Covid-19, la situazione del business in Italia

Cari lettori,

come sapete non ci piace, per indole, occuparci di tematiche che non riguardino strettamente il nostro settore, ciononostante quello che sta succedendo in Italia e nel mondo a causa del tristemente noto Covid-19, meglio conosciuto come Coronavirus, non può essere ignorato, tantomeno in settori come la system integration e il professional entertainment che risentono più di altri la recente escalation di restrizioni attuate dal nostro Governo.

Abbiamo deciso di non trattare la questione Covid-19 da un punto di vista sanitario perché riteniamo che sia necessario un ridimensionamento delle modalità con cui questa crisi viene gestita dai media che, con titoli spesso roboanti e sensazionalistici, hanno contribuito certamente a generare disorientamento e talvolta panico.

L’accorato appello è ancora una vota quello di informarsi attraverso fonti certe ed autorevoli come per esempio Ecdc (Centro europeo per la prevenzione e il controllo delle malattie), Oms, ISS (Istituto Superiore di Sanità) e Ministero della Salute, che diramano su base quasi quotidiana comunicati ufficiali.

Venendo a noi, l’obbligo di rispettare i divieti sull’organizzazione di eventi pubblici prima e la chiusura dell’intera Italia poi (comprese scuole, asili, musei e presto chissà cos’altro) hanno evidentemente avuto un fortissimo impatto sulla popolazione e, in seconda battuta, sul business che vive, inutile ricordarlo, proprio di spostamenti, “intrattenimento” ed aggregazione.
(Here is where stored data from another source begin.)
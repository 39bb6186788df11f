//! Mock Telegram Bot API server for integration tests.
//!
//! Serves `getMe` and `getUpdates` for a single token:
//! - Queued updates are returned while `update_id >= offset`
//! - Every `getUpdates` offset is recorded
//! - Requests with any other token get `401 Unauthorized`

use axum::extract::{Path, Query, State};
use axum::http::StatusCode;
use axum::routing::get;
use axum::{Json, Router};
use parking_lot::Mutex;
use serde_json::{json, Value};
use std::collections::HashMap;
use std::net::SocketAddr;
use std::sync::Arc;
use tokio::net::TcpListener;
use tokio::sync::oneshot;

struct MockState {
    token: String,
    updates: Mutex<Vec<Value>>,
    offsets: Mutex<Vec<Option<i64>>>,
}

/// A mock Bot API server bound to an ephemeral port.
pub struct MockTelegramServer {
    addr: SocketAddr,
    state: Arc<MockState>,
    shutdown_tx: oneshot::Sender<()>,
}

impl MockTelegramServer {
    /// Start a new mock server accepting `token`.
    pub async fn start(token: &str) -> Self {
        let listener = TcpListener::bind("127.0.0.1:0").await.unwrap();
        let addr = listener.local_addr().unwrap();
        let state = Arc::new(MockState {
            token: token.to_string(),
            updates: Mutex::new(Vec::new()),
            offsets: Mutex::new(Vec::new()),
        });

        let app = Router::new()
            .route("/{bot}/getMe", get(get_me))
            .route("/{bot}/getUpdates", get(get_updates))
            .with_state(state.clone());

        let (shutdown_tx, shutdown_rx) = oneshot::channel::<()>();
        tokio::spawn(async move {
            let _ = axum::serve(listener, app)
                .with_graceful_shutdown(async {
                    let _ = shutdown_rx.await;
                })
                .await;
        });

        Self {
            addr,
            state,
            shutdown_tx,
        }
    }

    /// Base URL to hand to `TelegramClient`.
    pub fn url(&self) -> String {
        format!("http://{}", self.addr)
    }

    /// Queue a raw update object.
    pub fn push_update(&self, update: Value) {
        self.state.updates.lock().push(update);
    }

    /// Offsets received by `getUpdates`, in call order.
    pub fn offsets(&self) -> Vec<Option<i64>> {
        self.state.offsets.lock().clone()
    }

    /// Shutdown the server.
    pub fn shutdown(self) {
        let _ = self.shutdown_tx.send(());
    }
}

fn authorized(state: &MockState, bot: &str) -> bool {
    bot.strip_prefix("bot") == Some(state.token.as_str())
}

fn unauthorized() -> (StatusCode, Json<Value>) {
    (
        StatusCode::UNAUTHORIZED,
        Json(json!({"ok": false, "error_code": 401, "description": "Unauthorized"})),
    )
}

async fn get_me(
    State(state): State<Arc<MockState>>,
    Path(bot): Path<String>,
) -> (StatusCode, Json<Value>) {
    if !authorized(&state, &bot) {
        return unauthorized();
    }
    (
        StatusCode::OK,
        Json(json!({
            "ok": true,
            "result": {"id": 1000, "is_bot": true, "first_name": "relay", "username": "relay_bot"}
        })),
    )
}

async fn get_updates(
    State(state): State<Arc<MockState>>,
    Path(bot): Path<String>,
    Query(query): Query<HashMap<String, String>>,
) -> (StatusCode, Json<Value>) {
    if !authorized(&state, &bot) {
        return unauthorized();
    }
    let offset = query.get("offset").and_then(|o| o.parse::<i64>().ok());
    state.offsets.lock().push(offset);

    let result: Vec<Value> = state
        .updates
        .lock()
        .iter()
        .filter(|u| {
            let id = u.get("update_id").and_then(Value::as_i64).unwrap_or(0);
            offset.map_or(true, |o| id >= o)
        })
        .cloned()
        .collect();

    (StatusCode::OK, Json(json!({"ok": true, "result": result})))
}
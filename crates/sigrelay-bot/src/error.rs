//! Application error types.

use crate::lifecycle::LifecycleState;
use thiserror::Error;

#[derive(Debug, Error)]
pub enum AppError {
    #[error("Configuration error: {0}")]
    Config(String),

    #[error("Store error: {0}")]
    Store(#[from] sigrelay_store::StoreError),

    #[error("Ingestion error: {0}")]
    Ingest(#[from] sigrelay_ingest::IngestError),

    #[error("API error: {0}")]
    Api(#[from] sigrelay_api::ApiError),

    #[error("Telemetry error: {0}")]
    Telemetry(#[from] sigrelay_telemetry::TelemetryError),

    #[error("Invalid lifecycle transition {from} -> {to}")]
    InvalidTransition {
        from: LifecycleState,
        to: LifecycleState,
    },

    #[error("IO error: {0}")]
    Io(#[from] std::io::Error),
}

pub type AppResult<T> = Result<T, AppError>;
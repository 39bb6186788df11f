pub mod mock_telegram;
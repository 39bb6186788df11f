//! Ingestion error types.

use thiserror::Error;

#[derive(Debug, Error)]
pub enum IngestError {
    #[error("Transport error: {0}")]
    Transport(String),

    #[error("HTTP {status}: {body}")]
    Http { status: u16, body: String },

    #[error("Bot API error {code:?}: {description}")]
    Api {
        code: Option<i64>,
        description: String,
    },

    #[error("Message parse error: {0}")]
    Parse(String),

    #[error("Configuration error: {0}")]
    Configuration(String),

    #[error("Launch failed after {attempts} attempts: {reason}")]
    LaunchFailed { attempts: u32, reason: String },
}

pub type IngestResult<T> = Result<T, IngestError>;
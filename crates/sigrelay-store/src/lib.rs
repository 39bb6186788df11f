//! Append-only record store for sigrelay.
//!
//! Persists chat messages and trade signals and serves them back newest
//! first. `PgStore` talks to PostgreSQL through `sqlx`; `MemoryStore` keeps
//! rows in process for tests and local runs. Both sit behind the
//! `RecordStore` trait so every component takes a `DynRecordStore`.

pub mod error;
pub mod memory;
pub mod postgres;
pub mod store;

pub use error::{StoreError, StoreResult};
pub use memory::MemoryStore;
pub use postgres::{PgStore, PgStoreConfig};
pub use store::{DynRecordStore, RecordStore};
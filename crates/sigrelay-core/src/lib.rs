//! Domain types for the sigrelay message and trade-signal relay.
//!
//! This crate provides the types shared by every other crate:
//! - `Message`, `NewMessage`: append-only chat/text records
//! - `TradeSignal`, `NewTradeSignal`, `SignalType`: trading instructions
//! - `Price`: finite decimal price parsed from loose JSON input
//! - `PageRequest`, `Pagination`: offset/limit paging contract

pub mod error;
pub mod message;
pub mod page;
pub mod price;
pub mod signal;

pub use error::{CoreError, Result};
pub use message::{Message, NewMessage};
pub use page::{PageRequest, Pagination, DEFAULT_LIMIT, DEFAULT_PAGE};
pub use price::Price;
pub use signal::{NewTradeSignal, SignalType, TradeSignal};

use std::future::Future;
use std::pin::Pin;

/// Boxed future for dyn-compatible async trait methods.
pub type BoxFuture<'a, T> = Pin<Box<dyn Future<Output = T> + Send + 'a>>;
Prima di qualsiasi altra divagazione e riflessione sul tema – che affideremo ad articoli successivi – vorremo però fissare alcuni concetti, di filosofia spiccia forse, ma che dal nostro punto di vista è bene fin da subito tenere saldi nella mente.

Le persone, gli individui e l’umanità stessa non potranno mai fare a meno dell’arte, della musica e dei momenti di aggregazione quindi, nonostante tutto, finché ci sarà un microfono, una luce e la voglia di stare insieme, il nostro settore vivrà ancora a lungo…
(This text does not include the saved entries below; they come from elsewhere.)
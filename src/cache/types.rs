//! Cache key, entry and clock types.

use chrono::{DateTime, Utc};
use sha2::{Digest, Sha256};

/// Cache key derived from an opaque access token (SHA-256, 32 bytes).
///
/// The derivation is one-way: the cache never holds the opaque token itself.
#[derive(Debug, Clone, Copy, PartialEq, Eq, Hash, PartialOrd, Ord)]
pub struct CacheKey([u8; 32]);

impl CacheKey {
    /// Derive the key for an opaque token.
    pub fn derive(opaque: &str) -> Self {
        Self(Sha256::digest(opaque.as_bytes()).into())
    }

    /// Lowercase hex form (64 chars).
    pub fn to_hex(&self) -> String {
        hex::encode(self.0)
    }

    /// Short prefix of the hex form, safe for log lines.
    pub fn fingerprint(&self) -> String {
        hex::encode(&self.0[..6])
    }
}

impl std::fmt::Display for CacheKey {
    fn fmt(&self, f: &mut std::fmt::Formatter<'_>) -> std::fmt::Result {
        write!(f, "{}", self.to_hex())
    }
}

/// A cached JWT with the instant after which it must no longer be served.
#[derive(Debug, Clone, PartialEq, Eq)]
pub struct CacheEntry {
    /// The JWT handed upstream.
    pub jwt: String,

    /// Effective deadline (token expiry minus clock skew).
    pub expires_at: DateTime<Utc>,
}

impl CacheEntry {
    /// Whether the entry is past its deadline at `now`.
    pub fn is_expired_at(&self, now: DateTime<Utc>) -> bool {
        now >= self.expires_at
    }
}

/// Source of the current instant.
pub trait Clock: Send + Sync {
    fn now(&self) -> DateTime<Utc>;
}

/// Wall clock.
#[derive(Debug, Default, Clone, Copy)]
pub struct SystemClock;

impl Clock for SystemClock {
    fn now(&self) -> DateTime<Utc> {
        Utc::now()
    }
}
//! Token parsing helpers: bearer extraction and JWT expiry.

pub mod bearer;
pub mod expiry;

pub use bearer::extract_bearer;
pub use expiry::{is_compact, parse_jwt_expiry};
//! Bearer credential extraction from an `Authorization` header value.

/// Extract the token from `Bearer <token>`.
///
/// The scheme is matched case-insensitively and surrounding whitespace is
/// ignored. Returns `None` for any other scheme or an empty token.
pub fn extract_bearer(header: &str) -> Option<&str> {
    let (scheme, token) = header.trim().split_once(char::is_whitespace)?;
    if !scheme.eq_ignore_ascii_case("bearer") {
        return None;
    }

    let token = token.trim();
    if token.is_empty() {
        None
    } else {
        Some(token)
    }
}
//! Phantom token hooks.
//!
//! `PhantomAuthCheck` turns the inbound opaque token into a JWT (cache first,
//! introspection on miss). `InjectJwtPostKeyAuth` then replaces the upstream
//! `Authorization` header with that JWT. Every outcome is expressed in the
//! returned hook object; nothing here fails the dispatch itself.

use async_trait::async_trait;
use std::sync::Arc;
use tracing::{debug, info, warn};

use super::types::{
    HookName, HookObject, ReturnOverrides, METADATA_PHANTOM_JWT, METADATA_TOKEN,
};
use crate::cache::{CacheKey, JwtCache};
use crate::introspection::{IntrospectionError, IntrospectionOutcome, Introspector};
use crate::token::extract_bearer;

pub const MISSING_BEARER: &str = "Missing bearer token";
pub const TOKEN_INACTIVE: &str = "Token inactive or invalid";
pub const JWT_MISSING_POST_AUTH: &str = "JWT missing post-auth";

/// Challenge sent with every rejection.
pub const WWW_AUTHENTICATE_INVALID_TOKEN: &str = r#"Bearer error="invalid_token""#;

/// Entry point the transport calls for each hook invocation.
#[async_trait]
pub trait Dispatcher: Send + Sync {
    async fn dispatch(&self, object: HookObject) -> HookObject;
}

/// Phantom token agent.
pub struct PhantomAgent {
    cache: Arc<JwtCache>,
    introspector: Arc<dyn Introspector>,
}

impl PhantomAgent {
    pub fn new(cache: Arc<JwtCache>, introspector: Arc<dyn Introspector>) -> Self {
        Self {
            cache,
            introspector,
        }
    }

    /// Phase 1: exchange the opaque bearer token for a JWT.
    pub async fn auth_check(&self, mut object: HookObject) -> HookObject {
        let opaque = object
            .request_header("Authorization")
            .and_then(extract_bearer)
            .map(str::to_string);
        let Some(opaque) = opaque else {
            debug!("No bearer token on request");
            return unauthorized(object, MISSING_BEARER);
        };

        let key = CacheKey::derive(&opaque);
        if let Some(jwt) = self.cache.get(&key) {
            debug!(key = %key.fingerprint(), "JWT cache hit");
            accept(&mut object, jwt, opaque);
            return object;
        }

        debug!(key = %key.fingerprint(), "JWT cache miss, introspecting");
        match self.introspector.introspect(&opaque).await {
            Ok(IntrospectionOutcome::Active(phantom)) => {
                let store_until = phantom
                    .expires_at
                    .checked_sub_signed(self.cache.clock_skew());
                let cached = self
                    .cache
                    .set(key, phantom.jwt.clone(), phantom.expires_at);
                info!(
                    key = %key.fingerprint(),
                    store_until = ?store_until,
                    cached,
                    "Exchanged opaque token for JWT"
                );
                accept(&mut object, phantom.jwt, opaque);
                object
            }
            Ok(IntrospectionOutcome::Inactive) => {
                info!(key = %key.fingerprint(), "Token inactive or invalid");
                unauthorized(object, TOKEN_INACTIVE)
            }
            Err(e) => {
                match &e {
                    IntrospectionError::Transport(_) => warn!(
                        key = %key.fingerprint(),
                        error = %e,
                        "Introspection request failed"
                    ),
                    IntrospectionError::Status { status, .. } => warn!(
                        key = %key.fingerprint(),
                        status,
                        error = %e,
                        "Introspection endpoint rejected the request"
                    ),
                }
                unauthorized(object, &format!("Introspection error: {}", e))
            }
        }
    }

    /// Phase 2: put the exchanged JWT on the upstream request.
    pub fn inject_jwt(mut object: HookObject) -> HookObject {
        let jwt = object
            .metadata_value(METADATA_PHANTOM_JWT)
            .filter(|jwt| !jwt.is_empty())
            .map(str::to_string);
        let Some(jwt) = jwt else {
            // Phase 1 always populates this; reaching here means a gateway misconfiguration
            warn!("No phantom JWT in metadata after auth check");
            return unauthorized(object, JWT_MISSING_POST_AUTH);
        };

        object
            .request_mut()
            .set_headers_mut()
            .insert("Authorization".to_string(), format!("Bearer {}", jwt));
        object
    }
}

#[async_trait]
impl Dispatcher for PhantomAgent {
    async fn dispatch(&self, object: HookObject) -> HookObject {
        match object.hook() {
            HookName::PhantomAuthCheck => self.auth_check(object).await,
            HookName::InjectJwtPostKeyAuth => Self::inject_jwt(object),
            HookName::Unrecognized(name) => {
                debug!(hook = %name, "Unrecognized hook, passing through");
                object
            }
        }
    }
}

/// Record an accepted exchange on the hook object.
fn accept(object: &mut HookObject, jwt: String, opaque: String) {
    let metadata = object.metadata_mut();
    metadata.insert(METADATA_PHANTOM_JWT.to_string(), jwt);
    metadata.insert(METADATA_TOKEN.to_string(), opaque);
    object.session_mut().reset_to_unlimited();
}

/// Short-circuit the request with a 401.
fn unauthorized(mut object: HookObject, message: &str) -> HookObject {
    let overrides = object
        .request_mut()
        .return_overrides
        .get_or_insert_with(ReturnOverrides::default);

    overrides.response_code = Some(401);
    overrides.response_error = Some(message.to_string());
    overrides.response_body = Some(message.to_string());
    overrides.headers.get_or_insert_with(Default::default).insert(
        "WWW-Authenticate".to_string(),
        WWW_AUTHENTICATE_INVALID_TOKEN.to_string(),
    );
    overrides.override_error = Some(true);

    object
}
//! Dispatch endpoint.
//!
//! The gateway posts each hook object as JSON to `/dispatch` and applies the
//! object that comes back.

use anyhow::{Context, Result};
use axum::extract::State;
use axum::routing::{get, post};
use axum::{Json, Router};
use std::net::SocketAddr;
use std::sync::Arc;
use tokio::net::TcpListener;
use tracing::{debug, info};

use crate::phantom::{Dispatcher, HookObject};

/// Build the dispatch router.
pub fn router(dispatcher: Arc<dyn Dispatcher>) -> Router {
    Router::new()
        .route("/dispatch", post(dispatch))
        .route("/health", get(health))
        .with_state(dispatcher)
}

async fn dispatch(
    State(dispatcher): State<Arc<dyn Dispatcher>>,
    Json(object): Json<HookObject>,
) -> Json<HookObject> {
    debug!(hook = %object.hook_name, "Dispatching hook");
    Json(dispatcher.dispatch(object).await)
}

async fn health() -> &'static str {
    "ok"
}

/// Serve until Ctrl-C. Failing to bind is fatal.
pub async fn serve(port: u16, dispatcher: Arc<dyn Dispatcher>) -> Result<()> {
    let addr = SocketAddr::from(([0, 0, 0, 0], port));
    let listener = TcpListener::bind(addr)
        .await
        .with_context(|| format!("Failed to bind {}", addr))?;

    info!(%addr, "Phantom token agent listening");
    axum::serve(listener, router(dispatcher))
        .with_graceful_shutdown(shutdown_signal())
        .await
        .context("Dispatch server failed")?;

    Ok(())
}

async fn shutdown_signal() {
    if tokio::signal::ctrl_c().await.is_ok() {
        info!("Shutdown signal received");
    }
}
Queste sono parole che ho ascoltato da un caro amico che ci ha lasciato da un qualche tempo e che, nei momenti difficili, mi hanno sempre dato la forza e la tenacia di andare avanti.

L’invito è quello di stare il più possibile sereni, tenere duro e, mai come in questo momento, rimanere coesi confrontandosi con amici e colleghi. Può essere anche un buon momento per trovare il tempo per tutte quelle cose e quelle attività che, per ragioni riverse, passano sempre in secondo piano nella frenesia del lavoro giornaliero.
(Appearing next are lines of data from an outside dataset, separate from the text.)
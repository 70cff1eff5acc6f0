//! Process configuration.
//!
//! Read once at startup from flags or environment and immutable afterwards.

use anyhow::{anyhow, bail, Context, Result};
use clap::Parser;
use reqwest::Url;
use std::time::Duration;
use tracing::warn;

pub const DEFAULT_PORT: u16 = 50051;
pub const DEFAULT_TIMEOUT_SECS: f64 = 2.5;
pub const DEFAULT_CACHE_MAX_ENTRIES: i64 = 10_000;
pub const DEFAULT_JANITOR_SECS: u64 = crate::cache::DEFAULT_JANITOR_INTERVAL_SECS;
pub const DEFAULT_CLOCK_SKEW_SECS: u64 = 30;
/// Upper bound on the clock skew margin. Larger values would never cache anything.
pub const MAX_CLOCK_SKEW_SECS: u64 = 86_400;

/// Command line arguments
#[derive(Parser, Debug)]
#[command(name = "phantom-token-agent")]
#[command(about = "Phantom token plugin: exchanges opaque access tokens for JWTs via introspection")]
pub struct Args {
    /// Token introspection endpoint URL
    #[arg(long, env = "INTROSPECTION_URL")]
    pub introspection_url: Option<String>,

    /// Client ID used to authenticate against the introspection endpoint
    #[arg(long, env = "CLIENT_ID")]
    pub client_id: Option<String>,

    /// Client secret used to authenticate against the introspection endpoint
    #[arg(long, env = "CLIENT_SECRET", hide_env_values = true)]
    pub client_secret: Option<String>,

    /// Port the dispatch endpoint listens on
    #[arg(long, default_value_t = DEFAULT_PORT, env = "PORT")]
    pub port: u16,

    /// Introspection request timeout in seconds (fractional allowed)
    #[arg(long, default_value_t = DEFAULT_TIMEOUT_SECS, env = "TIMEOUT_SECONDS")]
    pub timeout_seconds: f64,

    /// Maximum cached JWTs (0 or negative disables the bound)
    #[arg(
        long,
        default_value_t = DEFAULT_CACHE_MAX_ENTRIES,
        env = "CACHE_MAX_ENTRIES",
        allow_negative_numbers = true
    )]
    pub cache_max_entries: i64,

    /// Seconds between cache reclamation passes
    #[arg(long, default_value_t = DEFAULT_JANITOR_SECS, env = "CACHE_JANITOR_SECONDS")]
    pub cache_janitor_seconds: u64,

    /// Seconds subtracted from a JWT's expiry before it is trusted
    #[arg(long, default_value_t = DEFAULT_CLOCK_SKEW_SECS, env = "CLOCK_SKEW_SECONDS")]
    pub clock_skew_seconds: u64,

    /// Enable verbose logging
    #[arg(short, long, env = "PHANTOM_VERBOSE")]
    pub verbose: bool,
}

/// Validated agent configuration.
#[derive(Clone)]
pub struct PhantomConfig {
    pub introspection_url: Url,
    pub client_id: String,
    pub client_secret: String,
    pub port: u16,
    /// Introspection request timeout.
    pub timeout: Duration,
    /// `None` when capacity enforcement is disabled.
    pub cache_max_entries: Option<usize>,
    pub janitor_interval: Duration,
    pub clock_skew: chrono::Duration,
}

impl std::fmt::Debug for PhantomConfig {
    fn fmt(&self, f: &mut std::fmt::Formatter<'_>) -> std::fmt::Result {
        f.debug_struct("PhantomConfig")
            .field("introspection_url", &self.introspection_url.as_str())
            .field("client_id", &self.client_id)
            .field("client_secret", &"<redacted>")
            .field("port", &self.port)
            .field("timeout", &self.timeout)
            .field("cache_max_entries", &self.cache_max_entries)
            .field("janitor_interval", &self.janitor_interval)
            .field("clock_skew", &self.clock_skew)
            .finish()
    }
}

impl PhantomConfig {
    pub fn from_args(args: &Args) -> Result<Self> {
        let (url, client_id, client_secret) = match (
            non_empty(&args.introspection_url),
            non_empty(&args.client_id),
            non_empty(&args.client_secret),
        ) {
            (Some(url), Some(id), Some(secret)) => (url, id, secret),
            _ => bail!("INTROSPECTION_URL, CLIENT_ID, and CLIENT_SECRET must be set"),
        };

        let introspection_url = Url::parse(url)
            .with_context(|| format!("Invalid INTROSPECTION_URL: {}", url))?;
        if !matches!(introspection_url.scheme(), "http" | "https") {
            bail!("INTROSPECTION_URL must be an HTTP(S) URL");
        }

        let timeout = parse_timeout(args.timeout_seconds);

        // 0 or negative disables capacity enforcement
        let cache_max_entries = usize::try_from(args.cache_max_entries)
            .ok()
            .filter(|max| *max > 0);

        let janitor_interval = if args.cache_janitor_seconds == 0 {
            warn!(
                default = DEFAULT_JANITOR_SECS,
                "CACHE_JANITOR_SECONDS must be positive, using default"
            );
            Duration::from_secs(DEFAULT_JANITOR_SECS)
        } else {
            Duration::from_secs(args.cache_janitor_seconds)
        };

        if args.clock_skew_seconds > MAX_CLOCK_SKEW_SECS {
            bail!(
                "CLOCK_SKEW_SECONDS must be at most {}, got {}",
                MAX_CLOCK_SKEW_SECS,
                args.clock_skew_seconds
            );
        }
        let clock_skew = i64::try_from(args.clock_skew_seconds)
            .ok()
            .and_then(chrono::Duration::try_seconds)
            .ok_or_else(|| anyhow!("CLOCK_SKEW_SECONDS out of range: {}", args.clock_skew_seconds))?;

        Ok(Self {
            introspection_url,
            client_id: client_id.to_string(),
            client_secret: client_secret.to_string(),
            port: args.port,
            timeout,
            cache_max_entries,
            janitor_interval,
            clock_skew,
        })
    }
}

fn non_empty(value: &Option<String>) -> Option<&str> {
    value.as_deref().map(str::trim).filter(|v| !v.is_empty())
}

fn parse_timeout(secs: f64) -> Duration {
    match Duration::try_from_secs_f64(secs) {
        Ok(timeout) if !timeout.is_zero() => timeout,
        _ => {
            warn!(
                value = secs,
                default = DEFAULT_TIMEOUT_SECS,
                "TIMEOUT_SECONDS must be a positive number, using default"
            );
            Duration::from_secs_f64(DEFAULT_TIMEOUT_SECS)
        }
    }
}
Crediamo altresì che le aziende debbano continuare ad essere presenti, vicini alla clientela e con i piedi ben saldi al terreno, guai abbassare la guardia o peggio rimanere nell’ombra. La tecnologia ad oggi offre per fortuna diversi mezzi per comunicare e farsi vedere dal pubblico ed anche un magazine come il nostro può servire a tale scopo.

Dal canto nostro, come magazine di riferimento del settore dell system integration, cercheremo di rendere un servizio utile e il più professionale possibile. Abbiamo pensato che, in una situazione come questa, ascoltare pareri diversi e confrontarsi in merito al mercato e alle migliori strategie per contrastare questo stop forzato, possa essere utile a tutti. Networking insomma.

Usciremo molto presto con una serie di articoli ed interviste per dare una voce diretta agli operatori dei vari rami della system integration, ai distributori di soluzioni ma anche ai tecnici e alle aziende del professional entertainment, settore più in crisi in questo momento. Con loro capiremo come sia meglio muoversi, quali strategie possono aiutare ed in generale come affrontare questo momento difficile.

Una cosa è certa, la storia insegna che le grandi crisi economiche fanno selezione, guarda caso né più né meno di quello che “naturalmente” fa un virus. Sarà forse una visione spietata e meccanicistica per qualcuno, ma a ben vedere il concetto di fondo è che, mai come oggi, occorrono tenacia e perseveranza, idee e confronto…chi si ferma è perduto!